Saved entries
* * * * * * * * *

use std::time::Duration;

use sqlx::postgres::PgPoolOptions;
use sqlx::{Executor, PgPool};
use tracing::info;

/// Postgres connection options.
#[derive(Debug, Clone)]
pub struct PgConnectionOptions {
    /// Application name.
    ///
    /// This will be reported to postgres.
    pub app_name: String,

    /// DSN.
    pub dsn: String,

    /// Maximum number of concurrent connections.
    ///
    /// A [`PgSubscriptionSource`](crate::PgSubscriptionSource) holds one of them for as long as
    /// its subscription is open.
    pub max_conns: u32,

    /// How long to wait for a pooled connection before giving up.
    pub connect_timeout: Duration,

    /// Set the amount of time to idle before idling connections are closed.
    pub idle_timeout: Duration,
}

impl PgConnectionOptions {
    pub const DEFAULT_APP_NAME: &'static str = "pgwatch";
    pub const DEFAULT_MAX_CONNS: u32 = 10;
    pub const DEFAULT_CONNECT_TIMEOUT: Duration = Duration::from_secs(2);
    pub const DEFAULT_IDLE_TIMEOUT: Duration = Duration::from_secs(10);
}

impl Default for PgConnectionOptions {
    fn default() -> Self {
        Self {
            app_name: Self::DEFAULT_APP_NAME.to_string(),
            dsn: String::new(),
            max_conns: Self::DEFAULT_MAX_CONNS,
            connect_timeout: Self::DEFAULT_CONNECT_TIMEOUT,
            idle_timeout: Self::DEFAULT_IDLE_TIMEOUT,
        }
    }
}

/// Create a connection pool configured from `options`.
///
/// Every new connection reports `app_name` unless the DSN already set an application name, and
/// runs in UTC.
pub async fn connect_pool(options: &PgConnectionOptions) -> Result<PgPool, sqlx::Error> {
    let app_name = options.app_name.clone();
    let pool = PgPoolOptions::new()
        .min_connections(1)
        .max_connections(options.max_conns)
        .acquire_timeout(options.connect_timeout)
        .idle_timeout(options.idle_timeout)
        .test_before_acquire(true)
        .after_connect(move |c, _meta| {
            let app_name = app_name.clone();
            Box::pin(async move {
                // a DSN may already set the application name
                let current: String =
                    sqlx::query_scalar("SELECT current_setting('application_name');")
                        .fetch_one(&mut *c)
                        .await?;
                if current.is_empty() {
                    sqlx::query("SELECT set_config('application_name', $1, false);")
                        .bind(&*app_name)
                        .execute(&mut *c)
                        .await?;
                }
                c.execute("SET timezone = 'UTC';").await?;
                Ok(())
            })
        })
        .connect(&options.dsn)
        .await?;

    info!(application_name=%options.app_name, "connected to postgres");
    Ok(pool)
}

#[cfg(test)]
mod tests {
    use super::*;
    use crate::test_utils::{maybe_skip_integration, test_pool};
    use sqlx::Row;

    #[test]
    fn defaults() {
        let options = PgConnectionOptions::default();
        assert_eq!(options.app_name, "pgwatch");
        assert_eq!(options.max_conns, 10);
        assert_eq!(options.connect_timeout, Duration::from_secs(2));
        assert_eq!(options.idle_timeout, Duration::from_secs(10));
        assert!(options.dsn.is_empty());
    }

    #[test_log::test(tokio::test)]
    async fn sets_application_name_and_timezone() {
        maybe_skip_integration!();
        let pool = test_pool().await;

        let row = sqlx::query(
            "SELECT current_setting('application_name') AS app, current_setting('TimeZone') AS tz;",
        )
        .fetch_one(&pool)
        .await
        .unwrap();
        let app: String = row.get("app");
        let tz: String = row.get("tz");

        assert_eq!(app, "pgwatch_test");
        assert_eq!(tz, "UTC");
    }
}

* * * * * * * * *

*TASK DIRECTIONS*: Using the entries above, give back exactly the line containing "application name, and", the line containing "let current: String", and every line between them, and nothing else.

*RESPONSE TO THIS TASK*:
/// Every new connection reports `app_name` unless the DSN already set an application name, and
/// runs in UTC.
pub async fn connect_pool(options: &PgConnectionOptions) -> Result<PgPool, sqlx::Error> {
    let app_name = options.app_name.clone();
    let pool = PgPoolOptions::new()
        .min_connections(1)
        .max_connections(options.max_conns)
        .acquire_timeout(options.connect_timeout)
        .idle_timeout(options.idle_timeout)
        .test_before_acquire(true)
        .after_connect(move |c, _meta| {
            let app_name = app_name.clone();
            Box::pin(async move {
                // a DSN may already set the application name
                let current: String =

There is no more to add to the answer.